» DATA
- Opening Delimiter -

#[derive(Clone, Debug, PartialEq)]
/// Closed set of node kinds along with their payload.
pub enum NodeKind {
    /// Scalar parameter read from the material constant buffer.
    Scalar(f32),
    /// 2 to 4 component parameter. Each component reads its own constant buffer slot unless the
    /// matching `x`/`y`/`z`/`w` input is connected.
    Vector(ParamValue),
    /// Sample of a named texture at the `uv` input.
    TextureSample {
        /// Texture variable name.
        texture: String,
    },
    /// Interpolated mesh texture coordinates.
    TexCoord,
    /// Arithmetic over a fixed value type.
    Arithmetic {
        #[allow(missing_docs)]
        op: ArithmeticOp,
        /// Operand and result type.
        ty: ValueType,
    },
    /// Material root, one input pin per [MaterialChannel].
    Material,
}

impl NodeKind {
    /// Parameter node holding `value`.
    pub fn parameter(value: ParamValue) -> Self {
        match value.ty() {
            ValueType::Float => Self::Scalar(value.components()[0]),
            _ => Self::Vector(value),
        }
    }

    /// Whether this is a scalar/vector parameter, the only kinds eligible for deduplication.
    pub fn is_parameter(&self) -> bool {
        matches!(self, Self::Scalar(_) | Self::Vector(_))
    }

    /// Payload of a parameter node.
    pub fn parameter_value(&self) -> Option<ParamValue> {
        match self {
            Self::Scalar(value) => Some(ParamValue::float(*value)),
            Self::Vector(value) => Some(*value),
            _ => None,
        }
    }

    fn pins(&self) -> (Vec<InputPin>, Vec<OutputPin>) {
        use ValueType::*;

        match self {
            Self::Scalar(_) => (vec![], vec![OutputPin::new("value", Float, "")]),
            Self::Vector(value) => (
                VECTOR_INPUTS[..value.ty().components()]
                    .iter()
                    .map(|name| InputPin::new(name, Float))
                    .collect(),
                vec![OutputPin::new("value", value.ty(), "")],
            ),
            Self::TextureSample { .. } => (
                vec![InputPin::new("uv", Float2)],
                vec![
                    OutputPin::new("rgba", Float4, ""),
                    OutputPin::new("rgb", Float3, ".rgb"),
                    OutputPin::new("r", Float, ".r"),
                    OutputPin::new("g", Float, ".g"),
                    OutputPin::new("b", Float, ".b"),
                    OutputPin::new("a", Float, ".a"),
                ],
            ),
            Self::TexCoord => (vec![], vec![OutputPin::new("uv", Float2, "")]),
            Self::Arithmetic { op, ty } => (
                op.operands()
                    .iter()
                    .map(|name| InputPin::new(name, if *name == "t" { Float } else { *ty }))
                    .collect(),
                vec![OutputPin::new("out", *ty, "")],
            ),
            Self::Material => (
                MaterialChannel::ALL
                    .iter()
                    .map(|channel| InputPin::new(channel.name(), channel.ty()))
                    .collect(),
                vec![],
            ),
        }
    }
}

#[derive(Clone, Debug, PartialEq)]
/// Graph node. Its pin layout is derived from its [NodeKind] at construction and never changes.
pub struct Node {
    id: NodeId,
    kind: NodeKind,
    inputs: Vec<InputPin>,
    outputs: Vec<OutputPin>,
}

impl Node {
    fn new(id: NodeId, kind: NodeKind) -> Self {
        let (inputs, outputs) = kind.pins();
        Self {
            id,
            kind,
            inputs,
            outputs,
        }
    }

    #[allow(missing_docs)]
    pub fn id(&self) -> NodeId {
        self.id
    }

    #[allow(missing_docs)]
    pub fn kind(&self) -> &NodeKind {
        &self.kind
    }

    /// Input pins in declaration order.
    pub fn inputs(&self) -> &[InputPin] {
        &self.inputs
    }

    /// Output pins in declaration order.
    pub fn outputs(&self) -> &[OutputPin] {
        &self.outputs
    }

    /// Input pin by name.
    pub fn input(&self, name: &Name) -> Option<&InputPin> {
        self.inputs.iter().find(|pin| &pin.name == name)
    }

    fn output_index(&self, name: &Name) -> Option<usize> {
        self.outputs.iter().position(|pin| &pin.name == name)
    }
}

- Closing Delimiter -

» TRY IT
Search the material for the word "declaration" and copy each line where it occurs.

» EXERCISE RESULT
    /// Input pins in declaration order.
    /// Output pins in declaration order.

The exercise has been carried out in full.